◆ What this task involves: Report every line below that has the string "struct" in it.

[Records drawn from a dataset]

####################

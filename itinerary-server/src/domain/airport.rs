//! IATA airport codes.

use std::fmt;

/// Rejection reason for a string that is not an airport code.
#[derive(Debug, Clone, PartialEq, Eq, thiserror::Error)]
#[error("invalid airport code: {reason}")]
pub struct InvalidAirportCode {
    reason: &'static str,
}

/// An IATA location code such as `TLV` or `JFK`.
///
/// Stored inline as three bytes, so it is `Copy` and cheap to compare and
/// hash. Holding one means the letters were already checked.
///
/// ```
/// use itinerary_server::domain::AirportCode;
///
/// let mex = AirportCode::parse("MEX").unwrap();
/// assert_eq!(mex.to_string(), "MEX");
/// assert!(AirportCode::parse("mex").is_err());
/// assert!(AirportCode::parse("MEXI").is_err());
/// ```
#[derive(Clone, Copy, PartialEq, Eq, Hash, PartialOrd, Ord)]
pub struct AirportCode([u8; 3]);

impl AirportCode {
    /// Strict parse: three bytes, each in `A..=Z`.
    pub fn parse(s: &str) -> Result<Self, InvalidAirportCode> {
        match *s.as_bytes() {
            [a, b, c] if [a, b, c].iter().all(u8::is_ascii_uppercase) => Ok(Self([a, b, c])),
            [_, _, _] => Err(InvalidAirportCode {
                reason: "only the letters A-Z are allowed",
            }),
            _ => Err(InvalidAirportCode {
                reason: "expected three letters",
            }),
        }
    }

    /// Lenient parse for request fields and inventory files: ignores
    /// surrounding whitespace and letter case.
    pub fn parse_normalized(s: &str) -> Result<Self, InvalidAirportCode> {
        Self::parse(&s.trim().to_ascii_uppercase())
    }

    /// The code as text.
    pub fn as_str(&self) -> &str {
        std::str::from_utf8(&self.0).unwrap_or("???")
    }
}

impl fmt::Debug for AirportCode {
    fn fmt(&self, f: &mut fmt::Formatter<'_>) -> fmt::Result {
        write!(f, "AirportCode({})", self.as_str())
    }
}

impl fmt::Display for AirportCode {
    fn fmt(&self, f: &mut fmt::Formatter<'_>) -> fmt::Result {
        f.write_str(self.as_str())
    }
}

#[cfg(test)]
mod tests {
    use super::*;

    #[test]
    fn accepts_real_codes() {
        for s in ["TLV", "JFK", "MEX", "LHR", "CDG"] {
            assert_eq!(AirportCode::parse(s).unwrap().as_str(), s);
        }
    }

    #[test]
    fn strict_parse_is_case_sensitive() {
        let err = AirportCode::parse("Jfk").unwrap_err();
        assert_eq!(
            err.to_string(),
            "invalid airport code: only the letters A-Z are allowed"
        );
    }

    #[test]
    fn digits_and_punctuation_rejected() {
        for s in ["J1K", "JF.", "J K", "123"] {
            assert!(AirportCode::parse(s).is_err(), "{s}");
        }
    }

    #[test]
    fn multibyte_letters_rejected() {
        // "TÖ" is three bytes but not three ASCII letters
        assert!(AirportCode::parse("TÖ").is_err());
        assert!(AirportCode::parse("ÖRE").is_err());
    }

    #[test]
    fn length_checked() {
        let err = AirportCode::parse("KJFK").unwrap_err();
        assert_eq!(err.to_string(), "invalid airport code: expected three letters");
        assert!(AirportCode::parse("").is_err());
    }

    #[test]
    fn normalized_accepts_request_input() {
        assert_eq!(AirportCode::parse_normalized(" tlv\n").unwrap(), AirportCode::parse("TLV").unwrap());
        assert!(AirportCode::parse_normalized("t lv").is_err());
        assert!(AirportCode::parse_normalized("   ").is_err());
    }

    #[test]
    fn ordering_is_alphabetical() {
        let mut codes: Vec<_> = ["MEX", "JFK", "TLV"]
            .into_iter()
            .map(|s| AirportCode::parse(s).unwrap())
            .collect();
        codes.sort();
        assert_eq!(codes.iter().map(|c| c.as_str()).collect::<Vec<_>>(), ["JFK", "MEX", "TLV"]);
    }

    #[test]
    fn debug_names_the_type() {
        let code = AirportCode::parse("LIM").unwrap();
        assert_eq!(format!("{code:?}"), "AirportCode(LIM)");
        assert_eq!(format!("{code}"), "LIM");
    }
}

####################

◆ Task answer:
pub struct InvalidAirportCode {
pub struct AirportCode([u8; 3]);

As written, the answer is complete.